Local officials are working to find a path that will connect ATV trails in Floyd County to other ATV trails in adjoining counties.

Floyd County Judge-Executive Robbie Williams, who has been working with Rep. Ashley Tackett-Laferty on the project, said officials started scoping hillsides recently, in an attempt to connect Floyd County ATV trails to trails already available in Knott County and that are under development in Magoffin County.

Williams and Laferty reported that Floyd County officials are trying to map out potential ATV trials that could be discussed at the group’s meeting this month. 

Williams explained the effort to some members of the Floyd County Tourism and Recreation Commission recently, telling them that the state passed legislation to protect landowners who have ATV trails across their property from liabilities. 

“I’m not certain on the eminent domain clause, how that’s going to work, but the ATV trail, which is similar to what they’re doing with the Hatfield McCoy Trail in West Virginia, we can now do that here in Kentucky. They passed legislation to move this forward,” Williams said. 

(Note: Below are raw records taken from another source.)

use std::path::PathBuf;
use std::sync::atomic::{AtomicU64, Ordering};
use std::time::{Duration, Instant};

use parking_lot::Mutex;
use serde::{Deserialize, Serialize};
use tracing_appender::rolling;
use tracing_subscriber::{EnvFilter, fmt, prelude::*};

/// Re-export tracing macros for convenience.
pub use tracing::{debug, error, info, instrument, trace, warn};

/// Log file rotation period.
#[derive(Debug, Clone, Copy, PartialEq, Eq, Serialize, Deserialize)]
#[serde(rename_all = "lowercase")]
pub enum Rotation {
    Hourly,
    Daily,
    Never,
}

impl From<Rotation> for rolling::Rotation {
    fn from(r: Rotation) -> Self {
        match r {
            Rotation::Hourly => rolling::Rotation::HOURLY,
            Rotation::Daily => rolling::Rotation::DAILY,
            Rotation::Never => rolling::Rotation::NEVER,
        }
    }
}

#[derive(Debug, Clone, Serialize, Deserialize)]
pub struct LogConfig {
    /// Log level filter (trace, debug, info, warn, error). `RUST_LOG` wins.
    #[serde(default = "default_level")]
    pub level: String,

    /// Directory for log files. If None, no file logging.
    #[serde(default)]
    pub log_dir: Option<PathBuf>,

    /// Prefix for log file names.
    #[serde(default = "default_prefix")]
    pub file_prefix: String,

    #[serde(default = "default_rotation")]
    pub rotation: Rotation,

    /// Whether to output JSON format.
    #[serde(default)]
    pub json_format: bool,

    /// Whether to also output to console (stderr).
    #[serde(default = "default_true")]
    pub console_output: bool,
}

fn default_level() -> String {
    "info".into()
}

fn default_prefix() -> String {
    "ibtrs".into()
}

fn default_rotation() -> Rotation {
    Rotation::Daily
}

fn default_true() -> bool {
    true
}

impl Default for LogConfig {
    fn default() -> Self {
        LogConfig {
            level: default_level(),
            log_dir: None,
            file_prefix: default_prefix(),
            rotation: default_rotation(),
            json_format: false,
            console_output: true,
        }
    }
}

#[derive(Debug, thiserror::Error)]
pub enum LogInitError {
    #[error("cannot create log file appender: {0}")]
    Appender(#[from] rolling::InitError),
    #[error("a global subscriber is already installed: {0}")]
    AlreadyInstalled(#[from] tracing_subscriber::util::TryInitError),
}

/// Initialize the logging system. Should be called once at program startup.
/// Returns a guard that must be held alive for the duration of the program
/// (for the non-blocking file writer).
pub fn init_logging(
    config: &LogConfig,
) -> Result<Option<tracing_appender::non_blocking::WorkerGuard>, LogInitError> {
    let env_filter =
        EnvFilter::try_from_default_env().unwrap_or_else(|_| EnvFilter::new(&config.level));

    let registry = tracing_subscriber::registry().with(env_filter);

    let console_layer: Option<Box<dyn tracing_subscriber::Layer<_> + Send + Sync>> =
        match (config.console_output, config.json_format) {
            (false, _) => None,
            (true, true) => Some(Box::new(fmt::layer().json().with_writer(std::io::stderr))),
            (true, false) => Some(Box::new(fmt::layer().with_writer(std::io::stderr))),
        };

    let (file_layer, guard): (
        Option<Box<dyn tracing_subscriber::Layer<_> + Send + Sync>>,
        Option<tracing_appender::non_blocking::WorkerGuard>,
    ) = match config.log_dir {
        Some(ref log_dir) => {
            let file_appender = rolling::RollingFileAppender::builder()
                .rotation(config.rotation.into())
                .filename_prefix(&config.file_prefix)
                .filename_suffix("log")
                .build(log_dir)?;
            let (non_blocking, guard) = tracing_appender::non_blocking(file_appender);
            let layer: Box<dyn tracing_subscriber::Layer<_> + Send + Sync> = if config.json_format {
                Box::new(fmt::layer().json().with_writer(non_blocking))
            } else {
                Box::new(fmt::layer().with_ansi(false).with_writer(non_blocking))
            };
            (Some(layer), Some(guard))
        }
        None => (None, None),
    };

    registry.with(console_layer).with(file_layer).try_init()?;

    Ok(guard)
}

/// Throttle for log sites on hot paths such as per-message validation
/// failures.
///
/// At most one message passes per `interval`; the number of messages
/// swallowed since the last one that passed is handed back so the caller can
/// include it.
pub struct RateLimitedLog {
    interval: Duration,
    last: Mutex<Option<Instant>>,
    suppressed: AtomicU64,
}

impl RateLimitedLog {
    pub fn new(interval: Duration) -> Self {
        Self {
            interval,
            last: Mutex::new(None),
            suppressed: AtomicU64::new(0),
        }
    }

    /// `Some(suppressed)` if this call may log, `None` if it is throttled.
    pub fn check(&self) -> Option<u64> {
        self.check_at(Instant::now())
    }

    pub fn check_at(&self, now: Instant) -> Option<u64> {
        let mut last = self.last.lock();
        match *last {
            Some(prev) if now.saturating_duration_since(prev) < self.interval => {
                self.suppressed.fetch_add(1, Ordering::Relaxed);
                None
            }
            _ => {
                *last = Some(now);
                Some(self.suppressed.swap(0, Ordering::Relaxed))
            }
        }
    }
}
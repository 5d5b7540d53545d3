/// Status code type alias.
#[allow(non_camel_case_types)]
pub type status_code_t = u16;

/// Common status codes (0-999).
pub mod StatusCode {
    use super::status_code_t;

    pub const OK: status_code_t = 0;
    pub const NOT_IMPLEMENTED: status_code_t = 1;
    pub const INVALID_ARG: status_code_t = 3;
    pub const INVALID_CONFIG: status_code_t = 4;
    pub const NOT_ENOUGH_MEMORY: status_code_t = 26;
    pub const INTERRUPTED: status_code_t = 27;
    pub const IO_ERROR: status_code_t = 69;
    pub const FOUND_BUG: status_code_t = 998;
    pub const UNKNOWN: status_code_t = 999;
}

/// Wire protocol status codes (1xxx).
///
/// Every code in this range is a protocol error: a malformed or mismatched
/// message that was rejected before any of its fields were trusted.
pub mod ProtoCode {
    use super::status_code_t;

    pub const INVALID_MESSAGE_TYPE: status_code_t = 1000;
    pub const SIZE_MISMATCH: status_code_t = 1001;
    pub const TRUNCATED: status_code_t = 1002;
    pub const VERSION_NOT_SUPPORTED: status_code_t = 1003;
    pub const QUEUE_DEPTH_MISMATCH: status_code_t = 1004;
    pub const INVALID_FIELD: status_code_t = 1005;
    pub const MESSAGE_TOO_LARGE: status_code_t = 1006;
}

/// Transport status codes (2xxx).
pub mod TransportCode {
    use super::status_code_t;

    pub const NO_RESOURCES: status_code_t = 2000;
    pub const NOT_CONNECTED: status_code_t = 2001;
    pub const SESSION_CLOSED: status_code_t = 2002;
    pub const CONNECT_FAILED: status_code_t = 2003;
    pub const HEARTBEAT_TIMEOUT: status_code_t = 2004;
    pub const MAX_RECONNECT_EXCEEDED: status_code_t = 2005;
    pub const RDMA_POST_FAILED: status_code_t = 2006;
    pub const RDMA_ERROR: status_code_t = 2007;
    pub const CONNECTION_RESET: status_code_t = 2008;
    pub const ALREADY_REGISTERED: status_code_t = 2009;
    pub const NOT_REGISTERED: status_code_t = 2010;
    pub const SESSIONS_OPEN: status_code_t = 2011;
    pub const SESSION_BUSY: status_code_t = 2012;
    pub const IO_TOO_LARGE: status_code_t = 2013;
    pub const MSG_TOO_LARGE: status_code_t = 2014;
    pub const REMOTE_ERROR: status_code_t = 2015;
    pub const DRAIN_TIMEOUT: status_code_t = 2016;
    pub const DMA_MAP_FAILED: status_code_t = 2017;
}

/// Classification of status code ranges.
#[derive(Debug, Clone, Copy, PartialEq, Eq, Hash)]
#[repr(i8)]
pub enum StatusCodeType {
    Invalid = -1,
    Common = 0,
    Proto = 1,
    Transport = 2,
}

/// Determine the type/category of a status code.
pub fn type_of(code: status_code_t) -> StatusCodeType {
    match code {
        0..=999 => StatusCodeType::Common,
        1000..=1999 => StatusCodeType::Proto,
        2000..=2999 => StatusCodeType::Transport,
        _ => StatusCodeType::Invalid,
    }
}

/// Convert a status code to its human-readable name.
pub fn to_string(code: status_code_t) -> &'static str {
    match code {
        // Common
        StatusCode::OK => "OK",
        StatusCode::NOT_IMPLEMENTED => "NotImplemented",
        StatusCode::INVALID_ARG => "InvalidArg",
        StatusCode::INVALID_CONFIG => "InvalidConfig",
        StatusCode::NOT_ENOUGH_MEMORY => "NotEnoughMemory",
        StatusCode::INTERRUPTED => "Interrupted",
        StatusCode::IO_ERROR => "IOError",
        StatusCode::FOUND_BUG => "FoundBug",
        StatusCode::UNKNOWN => "Unknown",

        // Proto
        ProtoCode::INVALID_MESSAGE_TYPE => "Proto::InvalidMessageType",
        ProtoCode::SIZE_MISMATCH => "Proto::SizeMismatch",
        ProtoCode::TRUNCATED => "Proto::Truncated",
        ProtoCode::VERSION_NOT_SUPPORTED => "Proto::VersionNotSupported",
        ProtoCode::QUEUE_DEPTH_MISMATCH => "Proto::QueueDepthMismatch",
        ProtoCode::INVALID_FIELD => "Proto::InvalidField",
        ProtoCode::MESSAGE_TOO_LARGE => "Proto::MessageTooLarge",

        // Transport
        TransportCode::NO_RESOURCES => "Transport::NoResources",
        TransportCode::NOT_CONNECTED => "Transport::NotConnected",
        TransportCode::SESSION_CLOSED => "Transport::SessionClosed",
        TransportCode::CONNECT_FAILED => "Transport::ConnectFailed",
        TransportCode::HEARTBEAT_TIMEOUT => "Transport::HeartbeatTimeout",
        TransportCode::MAX_RECONNECT_EXCEEDED => "Transport::MaxReconnectExceeded",
        TransportCode::RDMA_POST_FAILED => "Transport::RdmaPostFailed",
        TransportCode::RDMA_ERROR => "Transport::RdmaError",
        TransportCode::CONNECTION_RESET => "Transport::ConnectionReset",
        TransportCode::ALREADY_REGISTERED => "Transport::AlreadyRegistered",
        TransportCode::NOT_REGISTERED => "Transport::NotRegistered",
        TransportCode::SESSIONS_OPEN => "Transport::SessionsOpen",
        TransportCode::SESSION_BUSY => "Transport::SessionBusy",
        TransportCode::IO_TOO_LARGE => "Transport::IoTooLarge",
        TransportCode::MSG_TOO_LARGE => "Transport::MsgTooLarge",
        TransportCode::REMOTE_ERROR => "Transport::RemoteError",
        TransportCode::DRAIN_TIMEOUT => "Transport::DrainTimeout",
        TransportCode::DMA_MAP_FAILED => "Transport::DmaMapFailed",

        _ => "UnknownStatusCode",
    }
}

/// Whether a status code signals a transient shortage the caller should
/// retry later instead of failing the operation.
pub fn is_retryable(code: status_code_t) -> bool {
    code == TransportCode::NO_RESOURCES
}

/// Convert a status code to the corresponding POSIX errno value (positive).
///
/// Uses libc constants on the target platform.
pub fn to_errno(code: status_code_t) -> i32 {
    match code {
        c if c == StatusCode::OK => 0,
        c if c == StatusCode::INVALID_ARG => libc::EINVAL,
        c if c == StatusCode::INVALID_CONFIG => libc::EINVAL,
        c if c == StatusCode::NOT_IMPLEMENTED => libc::ENOSYS,
        c if c == StatusCode::NOT_ENOUGH_MEMORY => libc::ENOMEM,
        c if c == StatusCode::INTERRUPTED => libc::EINTR,

        c if c == ProtoCode::VERSION_NOT_SUPPORTED => libc::EPROTONOSUPPORT,
        c if type_of(c) == StatusCodeType::Proto => libc::EINVAL,

        c if c == TransportCode::NO_RESOURCES => libc::EAGAIN,
        c if c == TransportCode::NOT_CONNECTED => libc::ECOMM,
        c if c == TransportCode::SESSION_CLOSED => libc::ECOMM,
        c if c == TransportCode::CONNECT_FAILED => libc::ECONNREFUSED,
        c if c == TransportCode::HEARTBEAT_TIMEOUT => libc::ETIMEDOUT,
        c if c == TransportCode::MAX_RECONNECT_EXCEEDED => libc::EHOSTUNREACH,
        c if c == TransportCode::CONNECTION_RESET => libc::ECONNRESET,
        c if c == TransportCode::ALREADY_REGISTERED => libc::ENOTSUP,
        c if c == TransportCode::SESSIONS_OPEN => libc::EBUSY,
        c if c == TransportCode::SESSION_BUSY => libc::EBUSY,
        c if c == TransportCode::IO_TOO_LARGE => libc::EINVAL,
        c if c == TransportCode::MSG_TOO_LARGE => libc::EINVAL,
        c if c == TransportCode::DRAIN_TIMEOUT => libc::ETIMEDOUT,
        c if c == TransportCode::DMA_MAP_FAILED => libc::ENOMEM,

        _ => libc::EIO,
    }
}

#[cfg(test)]
mod tests {
    use super::*;

    #[test]
    fn test_status_code_values() {
        assert_eq!(StatusCode::OK, 0);
        assert_eq!(StatusCode::UNKNOWN, 999);
        assert_eq!(ProtoCode::INVALID_MESSAGE_TYPE, 1000);
        assert_eq!(TransportCode::NO_RESOURCES, 2000);
    }

    #[test]
    fn test_type_of() {
        assert_eq!(type_of(StatusCode::OK), StatusCodeType::Common);
        assert_eq!(type_of(ProtoCode::SIZE_MISMATCH), StatusCodeType::Proto);
        assert_eq!(type_of(TransportCode::NOT_CONNECTED), StatusCodeType::Transport);
        assert_eq!(type_of(9000), StatusCodeType::Invalid);
    }

    #[test]
    fn test_to_string() {
        assert_eq!(to_string(StatusCode::OK), "OK");
        assert_eq!(to_string(ProtoCode::SIZE_MISMATCH), "Proto::SizeMismatch");
        assert_eq!(to_string(TransportCode::NO_RESOURCES), "Transport::NoResources");
        assert_eq!(to_string(12345), "UnknownStatusCode");
    }

    #[test]
    fn test_retryable_only_for_resource_shortage() {
        assert!(is_retryable(TransportCode::NO_RESOURCES));
        assert!(!is_retryable(TransportCode::NOT_CONNECTED));
        assert!(!is_retryable(ProtoCode::SIZE_MISMATCH));
    }

    #[test]
    fn test_to_errno() {
        assert_eq!(to_errno(StatusCode::OK), 0);
        assert_eq!(to_errno(StatusCode::INVALID_ARG), libc::EINVAL);
        assert_eq!(to_errno(ProtoCode::SIZE_MISMATCH), libc::EINVAL);
        assert_eq!(to_errno(ProtoCode::VERSION_NOT_SUPPORTED), libc::EPROTONOSUPPORT);
        assert_eq!(to_errno(TransportCode::NO_RESOURCES), libc::EAGAIN);
        assert_eq!(to_errno(TransportCode::NOT_CONNECTED), libc::ECOMM);
        assert_eq!(to_errno(TransportCode::CONNECTION_RESET), libc::ECONNRESET);
        assert_eq!(to_errno(TransportCode::REMOTE_ERROR), libc::EIO);
    }
}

He said he visited the Hatfield McCoy Trail in West Virginia recently and learned they had 35,000 visitors came there last year. He said an official suggested that Floyd County should not open an ATV trail until it’s prepared, reporting that ATV tourists come in groups of 50 to 100 people and the county should be ready to accommodate that many people at one time before trails are open to the public. 

“The way it works is we’re going to do it in pods,” Williams said. “We’re going to have a pod that is Perry, Knott, Magoffin and Breathitt counties, which is Pod 1. They’ve been working on theirs since 2016. They already have the trails mapped. They’re ready to go … We’re just trying to hitch our horse up with the first pod because the pod that we’re assigned to, there’s no groundwork.”

He said Floyd County is part of Pod 2, which includes Floyd, Pike, Johnson and Martin counties. He said officials are working to start a trail in the City of Martin because it’s centrally located and will not require ATV riders to cross U.S. 23. 

Williams said, “So, here’s where they’re at. They’ve got the first pod ready to go. I mean, they’re within 30 to 45 days of being ready to go. So, what we need to do is we need to get a trail map from Martin to the Knott County ATV training center, and we need to get a trail map from Martin to the Magoffin County trails. What we’re hoping is we can continue that loop in those counties.” 

Williams said officials are working to map trails along the proposed route in Floyd County and, after that work is done, the county will seek property for the trail.

“Hopefully, we can get them to donate it,” Williams said. “But on the property, here’s what the property owners don’t realize. That’s not just a trail going across your property. That’s something of value. You can tap into that trail from your property and, if you want to put cabins or anything on that trail, you can.”

He explained how permits are issued for the Hatfield-McCoy Trail and how residents there opened cabins and businesses along the trail.   

Williams said officials are looking to map Floyd County’s ATV trails along ridgelines of hillsides, possibly through Caney and nearby areas to Magoffin County, so that the trail in Floyd County forms a “complete loop.”

“You can’t have it open-ended,” he said. “These people have to be able to ride a loop. That’s what they want.” 

He said several ATV trails could spring from that loop, however. 

The Wayland City Commission also recently addressed this project, with Mayor Jerry Fultz providing a map a family member created for the city that depicts a seven-mile ATV trail that would link Wayland with the Knott County Sportsplex, the area where Williams hopes to link Floyd County ATV trails.

Williams said the county is working to develop a proposed ATV trail map by June 25, when the multi-county trails board plans to meet.